2022 Q2 update on the Global monetary base. Only money supply that economically compares with bitcoins. Current price keeps #Bitcoin ranked #8 vs. fiat currencies, #10 if including gold & silver. This is quarterly update #17. Four year anniversary of this reporting. 🎉
2/ This research covers the globe's top 50 fiat currencies, sourced directly from their central banks. You won't find this info anywhere else. Also we look at historical basic money stocks (i.e. gold & silver). Layer in BTC and we cover it all.
3/ It's important to keep track of apples-to-apples comparative data like this, which follows the money to the core of the system. Many like to say central banks run the printing presses into the ground. But how much do they… really? What does it all mean?
4/ This data paints a true monetary landscape across the world. Also we seek to understand 'unit-upon-unit' growth of each currency, and compare them. We're looking at the dollars, euros, and yen we're all familiar with, but also 47 more currencies.
5/ Gold & silver is basic money of the past. Government fiat cash is basic money today. It comprises both physical cash *and* a digital cash component. Bitcoin may be base money of the future. Before we show the charts, it's important to clarify exactly what basic money is.
6/ Everyone looking to value Bitcoin always jumps to the 'narrow' or 'broad' money supplies (M1/M2/M3). This is incorrect. The reason is those money supplies represent 'claims' on something else. What is that something else? The answer... is the basic money supply.
7/ Fiat basic cash today includes both physical (notes & coins) and digital (bank reserves at the central bank) components. Think of the digital part as the 'account' each bank holds with its central bank. This & only this money supply compares economically with 21 million BTC.
8/ Why? Because that's the end of the line. It's *final*…settlement, in either system. There's no deeper level you can find in the current financial system than the monetary base, and there's no deeper level you can find in the Bitcoin system than on-chain bitcoins.
9/ This is why all the Visa/Mastercard comparisons, TPS, etc. lose the plot. #Bitcoin is basic money that settles globally, in 10 minutes. In the fiat system, credit/debit cards, etc. are all higher-level monetary *claims* issued by banks. It's different stuff, not basic money.
10/ Another mistake often made when comparing bitcoins to the analog monetary world is looking at a simple chart like US M1, or Eurozone M2. Besides again being incorrect on the M1/M2/M3 comparison, this method is inadequate because Bitcoin is global, and those... are not.

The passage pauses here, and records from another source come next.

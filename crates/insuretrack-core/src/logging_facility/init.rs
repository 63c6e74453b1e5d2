use std::sync::Once;

use serde::Deserialize;
use tracing_subscriber::{util::SubscriberInitExt, EnvFilter};

/// Output format and default verbosity
#[derive(Debug, Clone, Copy, PartialEq, Eq, Deserialize)]
#[serde(rename_all = "lowercase")]
pub enum Profile {
    /// Human-readable, `insuretrack=debug`
    Development,
    /// JSON lines, `insuretrack=info`
    Production,
    /// Bare registry; tests install their own layer via `init_test_capture`
    Test,
}

const DEVELOPMENT_FILTER: &str = "insuretrack=debug";
const PRODUCTION_FILTER: &str = "insuretrack=info";

static INIT_ONCE: Once = Once::new();

/// Install the global subscriber for `profile`
///
/// Only the first call has an effect. `RUST_LOG` overrides the profile's
/// default filter.
pub fn init(profile: Profile) {
    INIT_ONCE.call_once(|| match profile {
        Profile::Development => {
            tracing_subscriber::fmt()
                .with_env_filter(env_filter_or(DEVELOPMENT_FILTER))
                .with_writer(std::io::stderr)
                .try_init()
                .ok();
        }
        Profile::Production => {
            tracing_subscriber::fmt()
                .json()
                .with_env_filter(env_filter_or(PRODUCTION_FILTER))
                .with_writer(std::io::stderr)
                .try_init()
                .ok();
        }
        Profile::Test => {
            tracing_subscriber::registry().try_init().ok();
        }
    });
}

fn env_filter_or(default: &str) -> EnvFilter {
    EnvFilter::try_from_default_env().unwrap_or_else(|_| EnvFilter::new(default))
}

#[cfg(test)]
mod tests {
    use super::*;

    #[test]
    fn test_init_idempotent() {
        init(Profile::Test);
        init(Profile::Test);
    }

    #[test]
    fn test_profile_deserializes_lowercase() {
        let profile: Profile = serde_json::from_str("\"production\"").unwrap();
        assert_eq!(profile, Profile::Production);
        assert!(serde_json::from_str::<Profile>("\"Verbose\"").is_err());
    }
}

11/ We can't simply look at one or two nation states' base money supplies to gauge any kind of market depth. The sample must be global. We've done that here: the top 50 currencies in the world. This is how basic monetary media issued by governments looks since 1970.
12/ These top 50 currencies in fact cover 97% of global GDP across 96 countries. As well, an additional 32 countries are legally pegged to one or fixed via currency board.
13/ The prior chart was ordered by GDP per currency bloc (US largest, on bottom). Now check out the current money supply ranking of all currencies. Pareto. The top 5 currencies in the world comprise 83% of the value here. The balance is taken up by the next 45 currencies.
14/ Now check out the weightings on a map. The 4 dominant currencies are the euro, the dollar, the yen, and the yuan. Darkest shades.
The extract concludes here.